Last week the Fisheries Committee in the European Parliament agreed to end the wasteful practice of discards – fishermen being forced to throw back dead fish.
The issue has been high on the agenda for a while and new energy was lent to the campaign by Hugh Fearnley-Whittingstall’s Fishfight campaign.
Good news for Sussex fishermen then? Unfortunately, though it is a bit of breakthrough, not all is as it seems.
Foot dragging from the French and Spanish means the ban on discards will be implemented gradually, with deadlines on a case-by-case basis. The ban on discarding fish such as cod (crucial to our local fishermen) could be delayed until as late as 1 January 2018.
More significantly it does not address the fundamental problem faced by Sussex fishermen based out of places like Eastbourne, Hastings and Rye – lack of quota.
Quota is the number (weight) of fish boats are allowed to catch and it is divvied up by the Westminster Government. It’s worth remembering they are our indeed our fish; they’re a public asset not owned by any individual, corporation or organisation.

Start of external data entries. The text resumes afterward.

#[derive(Debug, PartialEq)]
enum SseLine {
    Data(String),
    Done,
}

/// Splits a server-sent-event byte stream into `data:` payloads.
#[derive(Default)]
struct SseLineDecoder {
    pending: Vec<u8>,
}

impl SseLineDecoder {
    fn push(&mut self, bytes: &[u8]) -> Vec<SseLine> {
        self.pending.extend_from_slice(bytes);

        let mut lines = Vec::new();
        while let Some(newline) = self.pending.iter().position(|byte| *byte == b'\n') {
            let raw = self.pending.drain(..=newline).collect::<Vec<_>>();
            let line = String::from_utf8_lossy(&raw);
            let Some(data) = line.trim().strip_prefix("data:") else {
                continue;
            };
            let data = data.trim();
            if data == "[DONE]" {
                lines.push(SseLine::Done);
            } else if !data.is_empty() {
                lines.push(SseLine::Data(data.to_string()));
            }
        }
        lines
    }
}

#[derive(Default)]
struct PartialToolCall {
    id: String,
    name: String,
    arguments: String,
}

/// Folds streamed deltas into chunks, assembling tool calls by index.
#[derive(Default)]
struct StreamAssembler {
    calls: BTreeMap<usize, PartialToolCall>,
    usage: Option<ModelUsage>,
}

impl StreamAssembler {
    fn apply(&mut self, payload: &str) -> Result<Vec<ModelChunk>, ProviderError> {
        let chunk = serde_json::from_str::<StreamChunk>(payload)
            .map_err(|err| ProviderError::Stream(format!("malformed stream chunk: {err}")))?;

        if let Some(error) = chunk.error {
            return Ok(vec![ModelChunk::Error(
                error
                    .message
                    .unwrap_or_else(|| "unknown stream error".to_string()),
            )]);
        }

        if let Some(usage) = chunk.usage {
            self.usage = Some(usage.into());
        }

        let mut chunks = Vec::new();
        for choice in chunk.choices {
            let delta = choice.delta;
            if let Some(reasoning) = delta.reasoning_content.filter(|text| !text.is_empty()) {
                chunks.push(ModelChunk::ReasoningDelta(reasoning));
            }
            if let Some(content) = delta.content.filter(|text| !text.is_empty()) {
                chunks.push(ModelChunk::TextDelta(content));
            }
            for call in delta.tool_calls {
                let entry = self.calls.entry(call.index).or_default();
                if let Some(id) = &call.id {
                    entry.id.clone_from(id);
                }
                let (name, arguments) = match call.function {
                    Some(function) => (function.name, function.arguments.unwrap_or_default()),
                    None => (None, String::new()),
                };
                if let Some(name) = &name {
                    entry.name.push_str(name);
                }
                entry.arguments.push_str(&arguments);
                chunks.push(ModelChunk::ToolCallDelta {
                    index: call.index,
                    id: call.id,
                    name,
                    arguments,
                });
            }
        }
        Ok(chunks)
    }

    fn finish(&mut self) -> Result<Vec<ModelChunk>, ProviderError> {
        let mut chunks = Vec::new();
        for (_, call) in std::mem::take(&mut self.calls) {
            let arguments = parse_arguments(&call.name, &call.arguments)?;
            chunks.push(ModelChunk::ToolCall(ModelToolCall {
                id: call.id,
                name: call.name,
                arguments,
            }));
        }
        chunks.push(ModelChunk::Finish {
            usage: self.usage.take(),
        });
        Ok(chunks)
    }
}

The under 10m fleet, which includes most of our local fishermen, tends to land high quality fish, using methods that do little or no damage to the local environment. Despite that excellent track record they are penalised. Despite comprising 77 per cent of the active UK fleet, they have access to only four per cent of the country’s quota.
So where’s the other 96 per cent? Currently there’s no register of quota allocation (we need one) but we can be fairly sure it lies with the big industrial scale organisations which have the economic and political clout to bend the ear of politicians and officials.
A public resource has slipped away from public ownership into the hands of the few. A process that looks like little more than privatisation by stealth is squeezing out our small boat fishermen.
While I applaud the move to end discards at the European level the timetable must be speeded up to bring a swift end to this disgraceful practice.
But crucially the ball is now in the UK Government’s court – the reform of the Common Fisheries Policy in Europe represents a golden opportunity to act at home and end the disastrously unfair distribution of quota within Britain.
Community based inshore fishermen like those along the Sussex coast are an endangered species. But they are not gone yet, they could yet thrive again if only given the chance to go out and fish.